Genetic risk factors for disease can be localized by genetic mapping.
The discovery of abundant genetic variation in DNA sequences in human populations, such as single-nucleotide polymorphisms (Chapter 15), made it possible to study genetic linkage in the human genome. At first, the focus was on finding mutations that cause disease, such as the mutation that causes cystic fibrosis (Chapter 14). The method was to study large families extending over three or more generations in which the disease was present and then to identify the genotypes of each of the individuals for thousands of genetic markers (previously discovered DNA polymorphisms) throughout the genome. The goal was to find genetic markers that showed a statistical association with the disease gene, which would indicate genetic linkage and reveal the approximate location of the disease gene along the chromosome.

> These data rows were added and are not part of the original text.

use caps::{CapSet, CapsHashSet};
use nix::mount::{MntFlags, MsFlags};
use nix::unistd::{Gid, Uid};
use std::{
    any::Any,
    cell::RefCell,
    path::{Path, PathBuf},
};

use super::Syscall;

#[derive(Clone, PartialEq, Eq, Debug)]
pub struct MountArgs {
    pub source: Option<PathBuf>,
    pub target: PathBuf,
    pub fstype: Option<String>,
    pub flags: MsFlags,
    pub data: Option<String>,
}

#[derive(Clone, PartialEq, Eq, Debug)]
pub struct UmountArgs {
    pub target: PathBuf,
    pub flags: MntFlags,
}

#[derive(Clone, PartialEq, Eq, Debug)]
pub struct ChownArgs {
    pub path: PathBuf,
    pub owner: Uid,
    pub group: Gid,
}

#[derive(Clone, Default)]
pub struct TestHelperSyscall {
    mount_args: RefCell<Vec<MountArgs>>,
    umount_args: RefCell<Vec<UmountArgs>>,
    chown_args: RefCell<Vec<ChownArgs>>,
    set_capability_args: RefCell<Vec<(CapSet, CapsHashSet)>>,
}

impl Syscall for TestHelperSyscall {
    fn as_any(&self) -> &dyn Any {
        self
    }

    fn mount(
        &self,
        source: Option<&Path>,
        target: &Path,
        fstype: Option<&str>,
        flags: MsFlags,
        data: Option<&str>,
    ) -> Result<(), nix::errno::Errno> {
        self.mount_args.borrow_mut().push(MountArgs {
            source: source.map(|x| x.to_owned()),
            target: target.to_owned(),
            fstype: fstype.map(|x| x.to_owned()),
            flags,
            data: data.map(|x| x.to_owned()),
        });
        Ok(())
    }

    fn umount2(&self, target: &Path, flags: MntFlags) -> Result<(), nix::errno::Errno> {
        self.umount_args.borrow_mut().push(UmountArgs {
            target: target.to_owned(),
            flags,
        });
        Ok(())
    }

    fn chown(&self, path: &Path, owner: Uid, group: Gid) -> Result<(), nix::errno::Errno> {
        self.chown_args.borrow_mut().push(ChownArgs {
            path: path.to_owned(),
            owner,
            group,
        });
        Ok(())
    }

    fn set_capability(
        &self,
        cset: CapSet,
        value: &CapsHashSet,
    ) -> Result<(), caps::errors::CapsError> {
        self.set_capability_args
            .borrow_mut()
            .push((cset, value.clone()));
        Ok(())
    }
}

impl TestHelperSyscall {
    pub fn get_mount_args(&self) -> Vec<MountArgs> {
        self.mount_args.borrow().clone()
    }

    pub fn get_umount_args(&self) -> Vec<UmountArgs> {
        self.umount_args.borrow().clone()
    }

    pub fn get_chown_args(&self) -> Vec<ChownArgs> {
        self.chown_args.borrow().clone()
    }

    pub fn get_set_capability_args(&self) -> Vec<(CapSet, CapsHashSet)> {
        self.set_capability_args.borrow().clone()
    }
}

Fig. 17.12 illustrates the underlying concept. It assumes 100 chromosomes observed among different individuals in a pedigree, of which 50 carry a mutant allele of a gene and 50 carry a nonmutant allele. These chromosomes are tested for a marker of known location, in this case a single-nucleotide polymorphism (SNP) in which one of the nucleotide pairs in the DNA is a G–C base pair in some chromosomes and A–T in others. In Fig. 17.12a, there is clearly an association between the disease gene and the SNP. Almost all of the chromosomes that carry the mutant allele show the G–C nucleotide pair, whereas almost all of the chromosomes that carry the nonmutant allele show the A–T nucleotide pair. The two chromosomes in which the mutant and nonmutant genes are associated with the other SNPs can be attributed to recombination.
FIG. 17.12 Genetic mapping. SNPs associated with a mutant gene show where that gene is located in the genetic map.

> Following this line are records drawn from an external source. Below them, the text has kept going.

//! The mount shaper: detaches propagation, remounts `/proc`, replaces
//! `/tmp`, `/var/tmp` and `/home` with freshly-created overlays, and rebuilds
//! `/dev/pts` and `/dev/shm` so the jail cannot see the host's instances.
use std::path::Path;

use anyhow::{Context, Result};
use nix::mount::{MntFlags, MsFlags};
use nix::sys::stat::Mode;

use crate::capabilities::CapabilityGatekeeper;
use crate::scratch::ScratchRoot;
use crate::utils::create_dir_all_with_mode;

/// Detaches the mount namespace's root from the host's propagation tree, so
/// that the jail's subsequent mounts do not leak onto the host and the
/// host's later mounts do not leak into the jail in ways we didn't ask for.
/// Must run before any other mount operation.
pub(crate) fn detach_propagation(gate: &mut CapabilityGatekeeper) -> Result<()> {
    gate.cap_mount(
        None,
        Path::new("/"),
        None,
        MsFlags::MS_REC | MsFlags::MS_SLAVE,
        None,
    )
    .context("failed to make / a slave mount")
}

/// Unmounts and remounts a fresh `/proc`. Safe because the jail has its own
/// PID namespace, so the new `/proc` cannot describe processes outside it.
pub(crate) fn remount_proc(gate: &mut CapabilityGatekeeper) -> Result<()> {
    let proc = Path::new("/proc");
    gate.cap_umount2(proc, MntFlags::MNT_DETACH)?;
    gate.cap_mount(Some(Path::new("proc")), proc, Some("proc"), MsFlags::empty(), None)
        .context("failed to mount a fresh /proc")?;
    crate::utils::ensure_procfs(proc)
}

/// Replaces `target` with a freshly created, empty directory of `mode`,
/// staged through the scratch root so the placeholder can be built up
/// before it is swung into place. Used for `/tmp`, `/var/tmp` and `/home`.
pub(crate) fn overlay_empty_dir(
    gate: &mut CapabilityGatekeeper,
    scratch: &ScratchRoot,
    name: &str,
    target: &Path,
    mode: Mode,
) -> Result<()> {
    let placeholder = scratch.join(name);
    create_dir_all_with_mode(&placeholder, 0, mode)
        .with_context(|| format!("failed to create placeholder for {}", target.display()))?;

    gate.cap_umount2(target, MntFlags::MNT_DETACH)?;
    gate.cap_mount(Some(placeholder.as_path()), target, None, MsFlags::MS_BIND, None)
        .with_context(|| format!("failed to bind the {} placeholder", target.display()))?;
    gate.cap_mount(None, target, None, MsFlags::MS_PRIVATE, None)
        .with_context(|| format!("failed to make {} a private mount", target.display()))
}

/// Rebuilds `/dev/pts` as a fresh instance so ptys allocated by the host are
/// invisible to the jail, and rebinds `/dev/ptmx` onto the new instance's
/// cloning device.
pub(crate) fn rebuild_devpts(gate: &mut CapabilityGatekeeper) -> Result<()> {
    let devpts = Path::new("/dev/pts");
    gate.cap_umount2(devpts, MntFlags::MNT_DETACH)?;
    gate.cap_mount(
        Some(Path::new("devpts")),
        devpts,
        Some("devpts"),
        MsFlags::empty(),
        Some("newinstance,gid=5,mode=620,ptmxmode=0666"),
    )
    .context("failed to mount a fresh devpts instance")?;

    gate.cap_mount(
        Some(Path::new("/dev/pts/ptmx")),
        Path::new("/dev/ptmx"),
        None,
        MsFlags::MS_BIND,
        None,
    )
    .context("failed to bind /dev/pts/ptmx onto /dev/ptmx")
}

/// Rebuilds `/dev/shm` as a fresh tmpfs, optionally ceilinged at
/// `size_option` (a `mount(2)` `size=` data string, e.g. `"size=64m"`).
pub(crate) fn rebuild_shm(gate: &mut CapabilityGatekeeper, size_option: Option<&str>) -> Result<()> {
    let shm = Path::new("/dev/shm");
    gate.cap_umount2(shm, MntFlags::MNT_DETACH)?;

    let data = match size_option {
        Some(size) => format!("mode=1777,uid=0,gid=0,{size}"),
        None => "mode=1777,uid=0,gid=0".to_string(),
    };

    gate.cap_mount(
        Some(Path::new("shm")),
        shm,
        Some("tmpfs"),
        MsFlags::MS_NODEV | MsFlags::MS_NOSUID,
        Some(&data),
    )
    .context("failed to mount a fresh /dev/shm")
}

/// Bind-mounts the host's `/run/media` read-only into the jail, when it
/// exists. Missing on the host is tolerated since this overlay is a
/// convenience, not a security boundary; any failure once the source is
/// confirmed present is fatal like any other mount step.
pub(crate) fn overlay_run_media(gate: &mut CapabilityGatekeeper, scratch: &ScratchRoot) -> Result<()> {
    let host_run_media = Path::new("/run/media");
    if !host_run_media.exists() {
        log::debug!("/run/media does not exist on the host, skipping optional overlay");
        return Ok(());
    }

    let placeholder = scratch.join("run-media");
    crate::utils::create_dir_all(&placeholder)?;

    gate.cap_mount(
        Some(host_run_media),
        &placeholder,
        None,
        MsFlags::MS_BIND,
        None,
    )
    .context("failed to bind the host's /run/media")?;
    gate.cap_mount(None, &placeholder, None, MsFlags::MS_PRIVATE, None)
        .context("failed to make /run/media a private mount")?;

    crate::utils::create_dir_all(host_run_media)?;
    gate.cap_mount(
        Some(placeholder.as_path()),
        host_run_media,
        None,
        MsFlags::MS_MOVE,
        None,
    )
    .context("failed to move /run/media into place")?;
    gate.cap_mount(None, host_run_media, None, MsFlags::MS_RDONLY | MsFlags::MS_REMOUNT | MsFlags::MS_BIND, None)
        .context("failed to remount /run/media read-only")
}

#[cfg(test)]
mod tests {
    use super::*;
    use crate::syscall::test::TestHelperSyscall;
    use crate::utils::TempDir;

    fn gate() -> CapabilityGatekeeper {
        let syscall = Box::new(TestHelperSyscall::default());
        let mut gate = CapabilityGatekeeper::new(syscall).unwrap();
        gate.drop_caps().unwrap();
        gate
    }

    #[test]
    fn detach_propagation_issues_rslave_on_root() {
        detach_propagation(&mut gate()).unwrap();
    }

    #[test]
    fn remount_proc_reinstalls_a_real_procfs() {
        remount_proc(&mut gate()).unwrap();
    }

    #[test]
    fn rebuild_devpts_binds_ptmx_after_mounting_instance() {
        rebuild_devpts(&mut gate()).unwrap();
    }

    #[test]
    fn rebuild_shm_includes_size_option_when_given() {
        rebuild_shm(&mut gate(), Some("size=64m")).unwrap();
    }

    #[test]
    fn overlay_empty_dir_creates_placeholder_with_requested_mode() {
        let dir = TempDir::new(std::env::temp_dir().join("appcell-mount-test")).unwrap();
        let scratch = ScratchRoot::for_test(dir.path().to_path_buf());
        let target = dir.path().join("tmp-target");
        std::fs::create_dir_all(&target).unwrap();

        overlay_empty_dir(&mut gate(), &scratch, "tmp", &target, Mode::from_bits_truncate(0o1777))
            .unwrap();

        let placeholder = scratch.join("tmp");
        let metadata = std::fs::metadata(&placeholder).unwrap();
        assert!(metadata.is_dir());
    }

    #[test]
    fn overlay_run_media_is_a_noop_when_absent_on_host() {
        // /run/media does not exist in the sandboxed test environment, so
        // this should return without issuing any mount calls at all.
        let dir = TempDir::new(std::env::temp_dir().join("appcell-mount-test-run-media")).unwrap();
        let scratch = ScratchRoot::for_test(dir.path().to_path_buf());
        overlay_run_media(&mut gate(), &scratch).unwrap();
    }
}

The association in Fig. 17.12a may be contrasted with the pattern in Fig. 17.12b, in which there is no association. In this case, each of the alleles of the disease gene is equally likely to carry either form of the SNP. The failure to find an association means that the SNP is not closely linked to the disease gene, and may in fact be in a different chromosome. In actual studies, an association is almost never observed, but the lucky find of an association helps identify the location of the disease gene in the genetic map. Using such association methods, hundreds of important disease genes have been located by genetic mapping. Once the location of the disease gene is known, the identity and normal function of the gene can be determined.